United States District Court, M.D. Florida, Tampa Division
May 27, 2011
Case No. 8:09-cr-293-T-33TGW, 8:11-cv-06-T-33TGW (M.D. Fla. May. 27, 2011)

Opinion

Case No. 8:09-cr-293-T-33TGW, 8:11-cv-06-T-33TGW.

May 27, 2011


ORDER


This cause is before the Court on Defendant Gwendolyn Joe's motion to vacate, set aside, or correct an allegedly illegal sentence pursuant to 28 U.S.C. § 2255 (hereinafter "motion" or "motion to vacate"). Doc. CV-1; CR-38. The Government filed a response to the motion. Doc. CV-3. Although invited to do so, Joe did not file a reply to the response.

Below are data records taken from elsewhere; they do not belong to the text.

impl NodeInfo {
	fn styled(node: &GraphNode, style: &GraphStyle) -> Self {
		let rule = style.for_node(&node.labels);
		Self {
			id: node.id.clone(),
			caption: style.node_caption(node),
			color: rule.get("color").unwrap_or("#A5ABB6").to_string(),
			border_color: rule.get("border-color").unwrap_or("#9AA1AC").to_string(),
			radius: rule
				.get_px("diameter")
				.map_or(DEFAULT_RADIUS, |d| d / 2.0 * DIAMETER_SCALE),
		}
	}
}

#[derive(Clone, Debug)]
pub struct CanvasEdge {
	pub id: String,
	pub source: DefaultNodeIdx,
	pub target: DefaultNodeIdx,
	pub caption: String,
	pub color: String,
}

impl CanvasEdge {
	fn restyle(&mut self, rel: &GraphRelationship, style: &GraphStyle) {
		self.caption = style.relationship_caption(rel);
		self.color = style
			.for_relationship(&rel.rel_type)
			.get("color")
			.unwrap_or("#A5ABB6")
			.to_string();
	}
}

/// What the pointer is over.
#[derive(Clone, Debug, PartialEq, Eq)]
pub enum CanvasHit {
	Node(String),
	Relationship(String),
}

impl CanvasHit {
	pub fn id(&self) -> &str {
		match self {
			CanvasHit::Node(id) | CanvasHit::Relationship(id) => id,
		}
	}
}

#[derive(Clone, Debug, Default)]
pub struct ViewTransform {
	pub x: f64,
	pub y: f64,
	pub k: f64,
}

#[derive(Clone, Debug, Default)]
pub struct DragState {
	pub active: bool,
	pub node_idx: Option<DefaultNodeIdx>,
	pub start_x: f64,
	pub start_y: f64,
	pub node_start_x: f32,
	pub node_start_y: f32,
}

#[derive(Clone, Debug, Default)]
pub struct PanState {
	pub active: bool,
	pub start_x: f64,
	pub start_y: f64,
	pub transform_start_x: f64,
	pub transform_start_y: f64,
}
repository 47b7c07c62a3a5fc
pub mod explorer;
pub mod force_graph;
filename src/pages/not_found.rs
use leptos::prelude::*;

/// 404 Not Found Page
#[component]
pub fn NotFound() -> impl IntoView {
	view! { <h1>"Uh oh!" <br /> "We couldn't find that page!"</h1> }
}
mod component;
mod render;
mod state;

pub use component::ForceGraphCanvas;
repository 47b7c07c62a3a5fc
use std::collections::{BTreeMap, BTreeSet};

use super::graph::DisplayGraph;

#[derive(Clone, Debug, Default, PartialEq, Eq)]
pub struct LegendEntry {
	pub count: usize,
	pub property_keys: BTreeSet<String>,
}

impl LegendEntry {
	pub fn property_keys(&self) -> Vec<String> {
		self.property_keys.iter().cloned().collect()
	}
}

/// Label and relationship-type counts for the legend, plus the order in
/// which each first appeared in the graph.
#[derive(Clone, Debug, Default, PartialEq, Eq)]
pub struct GraphStats {
	pub labels: BTreeMap<String, LegendEntry>,
	pub rel_types: BTreeMap<String, LegendEntry>,
	label_order: Vec<String>,
	rel_type_order: Vec<String>,
}

impl GraphStats {
	pub fn collect(graph: &DisplayGraph) -> Self {
		let mut stats = Self::default();
		for node in graph.nodes() {
			for label in &node.labels {
				let entry = stats.labels.entry(label.clone()).or_insert_with(|| {
					stats.label_order.push(label.clone());
					LegendEntry::default()
				});
				entry.count += 1;
				entry.property_keys.extend(node.properties.keys().cloned());
			}
		}
		for rel in graph.relationships() {
			let entry = stats.rel_types.entry(rel.rel_type.clone()).or_insert_with(|| {
				stats.rel_type_order.push(rel.rel_type.clone());
				LegendEntry::default()
			});
			entry.count += 1;
			entry.property_keys.extend(rel.properties.keys().cloned());
		}
		stats
	}

	/// Labels in the order they were first seen.
	pub fn labels_in_order(&self) -> impl Iterator<Item = &str> {
		self.label_order.iter().map(String::as_str)
	}

	pub fn rel_types_in_order(&self) -> impl Iterator<Item = &str> {
		self.rel_type_order.iter().map(String::as_str)
	}
}

#[cfg(test)]
mod tests {
	use super::*;
	use crate::components::explorer::types::{GraphNode, GraphRelationship};

	#[test]
	fn counts_labels_and_types_in_first_seen_order() {
		let mut graph = DisplayGraph::new();
		graph.merge(
			vec![
				GraphNode::new("m1", ["Movie"]).with_property("title", "Heat"),
				GraphNode::new("p1", ["Person", "Actor"]).with_property("name", "Al"),
				GraphNode::new("p2", ["Person"]).with_property("born", 1940),
			],
			vec![
				GraphRelationship::new("r1", "ACTED_IN", "p1", "m1").with_property("roles", "Vincent"),
				GraphRelationship::new("r2", "KNOWS", "p1", "p2"),
			],
		);
		let stats = GraphStats::collect(&graph);

		assert_eq!(stats.labels["Person"].count, 2);
		assert_eq!(stats.labels["Person"].property_keys(), ["born", "name"]);
		assert_eq!(stats.labels["Movie"].count, 1);
		assert_eq!(stats.rel_types["ACTED_IN"].property_keys(), ["roles"]);
		let order: Vec<_> = stats.labels_in_order().collect();
		assert_eq!(order, ["Movie", "Actor", "Person"]);
		let types: Vec<_> = stats.rel_types_in_order().collect();
		assert_eq!(types, ["ACTED_IN", "KNOWS"]);
	}
}
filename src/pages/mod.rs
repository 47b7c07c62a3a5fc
pub mod home;
pub mod not_found;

A review of the record demonstrates that, for the following reasons, the motion to vacate must be denied.

BACKGROUND

In 2009, a federal grand jury charged Joe with possessing a firearm after having been convicted of a felony, in violation of 18 U.S.C. §§ 922(g) and 924(e) (Count One). Doc. CR-1. On October 14, 2009, Joe entered a plea of guilty to Count One of the Indictment without the benefit of a plea agreement. Doc. CR-10. In the Notice of Maximum Penalty and Elements of Offense which the Government filed and which Joe did not contest at the time she entered her guilty plea, the Government discussed ten prior felony convictions, including four convictions for aggravated assault, and at least one conviction for failure to appear in connection with one of the aggravated assaults. Doc. CR-16. At her change-of-plea hearing, Joe did not contest any of the convictions. Doc. CR-41 at 12-13.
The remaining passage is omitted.